Your objective: For each line below that contains the word "filename", make a copy.
######
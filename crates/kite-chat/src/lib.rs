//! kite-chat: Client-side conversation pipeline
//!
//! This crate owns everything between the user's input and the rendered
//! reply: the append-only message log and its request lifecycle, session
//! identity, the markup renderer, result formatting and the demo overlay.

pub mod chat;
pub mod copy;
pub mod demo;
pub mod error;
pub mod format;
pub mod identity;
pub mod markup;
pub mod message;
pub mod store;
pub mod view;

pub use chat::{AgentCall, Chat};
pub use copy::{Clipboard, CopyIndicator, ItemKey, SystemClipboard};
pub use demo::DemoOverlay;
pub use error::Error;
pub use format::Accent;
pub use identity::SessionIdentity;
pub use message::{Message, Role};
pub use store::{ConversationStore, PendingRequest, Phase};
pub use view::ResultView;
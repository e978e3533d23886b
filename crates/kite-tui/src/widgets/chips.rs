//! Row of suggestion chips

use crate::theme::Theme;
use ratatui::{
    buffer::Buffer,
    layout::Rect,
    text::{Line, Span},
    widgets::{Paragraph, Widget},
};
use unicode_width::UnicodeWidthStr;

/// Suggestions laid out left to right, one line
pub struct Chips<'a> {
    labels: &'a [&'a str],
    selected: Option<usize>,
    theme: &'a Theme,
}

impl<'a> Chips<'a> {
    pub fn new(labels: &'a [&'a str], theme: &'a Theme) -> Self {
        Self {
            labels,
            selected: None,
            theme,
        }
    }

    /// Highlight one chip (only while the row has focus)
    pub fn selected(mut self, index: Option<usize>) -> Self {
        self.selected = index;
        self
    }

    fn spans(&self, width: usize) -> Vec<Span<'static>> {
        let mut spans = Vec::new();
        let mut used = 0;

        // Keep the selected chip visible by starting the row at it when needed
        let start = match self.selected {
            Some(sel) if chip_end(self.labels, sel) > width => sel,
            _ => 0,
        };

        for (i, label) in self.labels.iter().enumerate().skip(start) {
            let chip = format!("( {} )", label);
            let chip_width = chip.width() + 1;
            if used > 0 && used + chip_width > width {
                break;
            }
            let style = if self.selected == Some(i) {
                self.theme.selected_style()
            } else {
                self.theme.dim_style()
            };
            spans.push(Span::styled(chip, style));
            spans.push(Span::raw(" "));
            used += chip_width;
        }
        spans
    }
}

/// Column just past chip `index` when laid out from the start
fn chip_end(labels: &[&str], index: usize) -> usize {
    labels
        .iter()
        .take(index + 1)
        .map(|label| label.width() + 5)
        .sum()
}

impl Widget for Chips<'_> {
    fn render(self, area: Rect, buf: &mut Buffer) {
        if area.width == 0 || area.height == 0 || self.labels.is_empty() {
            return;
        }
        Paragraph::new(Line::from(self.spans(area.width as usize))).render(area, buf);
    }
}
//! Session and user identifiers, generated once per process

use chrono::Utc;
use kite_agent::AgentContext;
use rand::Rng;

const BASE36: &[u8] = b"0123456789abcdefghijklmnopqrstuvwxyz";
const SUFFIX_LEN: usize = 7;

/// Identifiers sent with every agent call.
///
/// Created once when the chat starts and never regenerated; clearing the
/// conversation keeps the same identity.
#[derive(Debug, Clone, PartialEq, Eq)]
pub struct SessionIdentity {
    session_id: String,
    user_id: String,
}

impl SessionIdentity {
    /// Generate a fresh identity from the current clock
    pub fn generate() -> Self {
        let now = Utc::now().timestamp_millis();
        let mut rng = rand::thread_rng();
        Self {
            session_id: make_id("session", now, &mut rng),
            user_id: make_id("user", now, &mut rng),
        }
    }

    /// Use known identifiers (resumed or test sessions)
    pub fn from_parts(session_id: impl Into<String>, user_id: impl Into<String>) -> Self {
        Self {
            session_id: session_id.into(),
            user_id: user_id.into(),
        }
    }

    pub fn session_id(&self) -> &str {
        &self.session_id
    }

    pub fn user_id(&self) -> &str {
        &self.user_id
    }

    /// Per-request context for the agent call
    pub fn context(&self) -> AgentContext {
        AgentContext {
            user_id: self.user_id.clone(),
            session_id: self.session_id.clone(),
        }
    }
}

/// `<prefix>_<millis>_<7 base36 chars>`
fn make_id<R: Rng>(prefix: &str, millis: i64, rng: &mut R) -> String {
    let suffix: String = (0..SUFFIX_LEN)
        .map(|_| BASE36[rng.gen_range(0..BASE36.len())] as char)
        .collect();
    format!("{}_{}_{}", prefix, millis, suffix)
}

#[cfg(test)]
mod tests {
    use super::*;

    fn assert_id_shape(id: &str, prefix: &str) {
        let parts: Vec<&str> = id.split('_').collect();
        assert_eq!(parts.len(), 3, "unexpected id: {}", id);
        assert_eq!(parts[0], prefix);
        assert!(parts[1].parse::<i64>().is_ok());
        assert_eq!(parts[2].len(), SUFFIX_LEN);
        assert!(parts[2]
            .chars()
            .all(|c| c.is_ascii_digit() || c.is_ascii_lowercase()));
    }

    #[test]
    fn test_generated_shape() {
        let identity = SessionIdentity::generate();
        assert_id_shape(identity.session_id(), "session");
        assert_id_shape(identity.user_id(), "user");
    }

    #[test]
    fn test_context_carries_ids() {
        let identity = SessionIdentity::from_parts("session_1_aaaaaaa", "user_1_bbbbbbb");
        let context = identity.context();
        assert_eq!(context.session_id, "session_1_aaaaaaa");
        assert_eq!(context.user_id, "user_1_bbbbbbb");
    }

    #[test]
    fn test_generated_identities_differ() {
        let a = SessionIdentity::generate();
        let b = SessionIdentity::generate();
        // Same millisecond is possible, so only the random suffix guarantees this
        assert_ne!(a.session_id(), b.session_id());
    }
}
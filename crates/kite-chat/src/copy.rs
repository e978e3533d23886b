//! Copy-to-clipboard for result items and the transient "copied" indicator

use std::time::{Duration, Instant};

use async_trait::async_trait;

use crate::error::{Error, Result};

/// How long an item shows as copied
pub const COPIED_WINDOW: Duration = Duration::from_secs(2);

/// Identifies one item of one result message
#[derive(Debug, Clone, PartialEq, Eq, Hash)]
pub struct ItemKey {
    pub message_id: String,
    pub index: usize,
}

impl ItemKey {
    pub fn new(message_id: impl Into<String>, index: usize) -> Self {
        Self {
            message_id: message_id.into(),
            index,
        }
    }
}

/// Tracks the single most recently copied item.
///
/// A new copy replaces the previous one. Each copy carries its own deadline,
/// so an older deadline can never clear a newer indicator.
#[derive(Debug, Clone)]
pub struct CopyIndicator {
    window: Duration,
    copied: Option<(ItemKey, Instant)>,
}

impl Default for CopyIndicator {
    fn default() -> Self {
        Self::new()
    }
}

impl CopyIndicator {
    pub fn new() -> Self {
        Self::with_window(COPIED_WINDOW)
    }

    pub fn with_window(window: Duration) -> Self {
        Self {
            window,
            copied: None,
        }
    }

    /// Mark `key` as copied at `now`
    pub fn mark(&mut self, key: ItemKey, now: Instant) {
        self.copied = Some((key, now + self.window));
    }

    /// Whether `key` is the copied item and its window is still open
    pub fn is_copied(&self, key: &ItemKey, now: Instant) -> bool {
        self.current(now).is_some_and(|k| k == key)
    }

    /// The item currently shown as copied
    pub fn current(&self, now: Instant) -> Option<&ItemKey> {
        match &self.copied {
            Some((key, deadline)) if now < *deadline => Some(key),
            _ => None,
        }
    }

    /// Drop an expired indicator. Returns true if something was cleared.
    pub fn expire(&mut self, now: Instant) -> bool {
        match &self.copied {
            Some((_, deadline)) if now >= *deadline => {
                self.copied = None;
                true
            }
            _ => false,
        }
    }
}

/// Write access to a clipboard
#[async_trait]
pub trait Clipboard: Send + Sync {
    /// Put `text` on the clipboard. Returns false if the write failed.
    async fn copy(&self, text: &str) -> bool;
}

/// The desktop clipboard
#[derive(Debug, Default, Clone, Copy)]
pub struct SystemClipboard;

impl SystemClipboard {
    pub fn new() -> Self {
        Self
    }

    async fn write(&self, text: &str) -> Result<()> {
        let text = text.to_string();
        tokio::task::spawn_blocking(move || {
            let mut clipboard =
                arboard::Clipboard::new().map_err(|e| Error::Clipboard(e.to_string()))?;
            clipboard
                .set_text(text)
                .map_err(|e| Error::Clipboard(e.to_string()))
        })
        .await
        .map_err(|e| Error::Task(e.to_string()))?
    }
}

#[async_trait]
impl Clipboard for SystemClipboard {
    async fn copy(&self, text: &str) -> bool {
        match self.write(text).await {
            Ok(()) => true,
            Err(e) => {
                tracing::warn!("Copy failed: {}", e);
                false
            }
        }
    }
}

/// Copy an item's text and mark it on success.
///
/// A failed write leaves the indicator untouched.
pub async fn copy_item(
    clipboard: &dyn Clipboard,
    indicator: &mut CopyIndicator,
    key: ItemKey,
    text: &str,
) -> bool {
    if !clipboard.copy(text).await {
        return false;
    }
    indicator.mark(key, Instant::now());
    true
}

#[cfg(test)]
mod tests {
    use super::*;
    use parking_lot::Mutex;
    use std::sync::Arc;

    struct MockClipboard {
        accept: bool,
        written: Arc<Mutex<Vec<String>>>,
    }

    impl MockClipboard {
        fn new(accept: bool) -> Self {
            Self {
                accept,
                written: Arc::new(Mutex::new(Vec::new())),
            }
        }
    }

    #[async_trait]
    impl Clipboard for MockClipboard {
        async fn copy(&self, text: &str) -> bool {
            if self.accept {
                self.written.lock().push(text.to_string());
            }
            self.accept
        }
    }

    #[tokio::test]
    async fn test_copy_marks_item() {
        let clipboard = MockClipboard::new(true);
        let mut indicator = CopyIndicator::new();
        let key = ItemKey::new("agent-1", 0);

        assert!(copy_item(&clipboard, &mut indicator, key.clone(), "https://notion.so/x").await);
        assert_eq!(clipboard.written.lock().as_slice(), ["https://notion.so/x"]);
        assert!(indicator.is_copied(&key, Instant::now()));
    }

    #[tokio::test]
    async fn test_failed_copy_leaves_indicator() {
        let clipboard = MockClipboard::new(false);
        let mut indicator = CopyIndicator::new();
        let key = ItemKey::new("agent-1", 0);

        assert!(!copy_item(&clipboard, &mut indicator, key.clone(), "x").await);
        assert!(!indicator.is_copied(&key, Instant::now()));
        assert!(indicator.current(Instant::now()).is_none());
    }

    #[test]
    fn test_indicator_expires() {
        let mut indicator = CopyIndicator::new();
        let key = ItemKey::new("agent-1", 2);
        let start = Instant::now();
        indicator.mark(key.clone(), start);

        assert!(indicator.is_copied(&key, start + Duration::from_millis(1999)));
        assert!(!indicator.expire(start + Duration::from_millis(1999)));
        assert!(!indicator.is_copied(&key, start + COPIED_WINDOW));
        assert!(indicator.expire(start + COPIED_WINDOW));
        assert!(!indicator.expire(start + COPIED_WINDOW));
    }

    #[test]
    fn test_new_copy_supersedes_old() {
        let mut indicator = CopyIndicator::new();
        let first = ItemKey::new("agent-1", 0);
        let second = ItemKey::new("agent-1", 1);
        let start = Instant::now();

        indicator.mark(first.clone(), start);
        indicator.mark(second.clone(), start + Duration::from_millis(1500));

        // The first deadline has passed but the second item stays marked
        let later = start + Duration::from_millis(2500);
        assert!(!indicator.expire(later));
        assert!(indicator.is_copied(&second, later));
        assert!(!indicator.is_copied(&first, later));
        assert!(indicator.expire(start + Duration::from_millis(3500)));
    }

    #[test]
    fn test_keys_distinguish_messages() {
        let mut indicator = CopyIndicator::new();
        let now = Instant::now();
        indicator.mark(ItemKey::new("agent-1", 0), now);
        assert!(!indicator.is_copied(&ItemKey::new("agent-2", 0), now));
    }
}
######
Output of the task:
filename crates/kite-chat/src/lib.rs
filename crates/kite-tui/src/widgets/chips.rs
filename crates/kite-chat/src/copy.rs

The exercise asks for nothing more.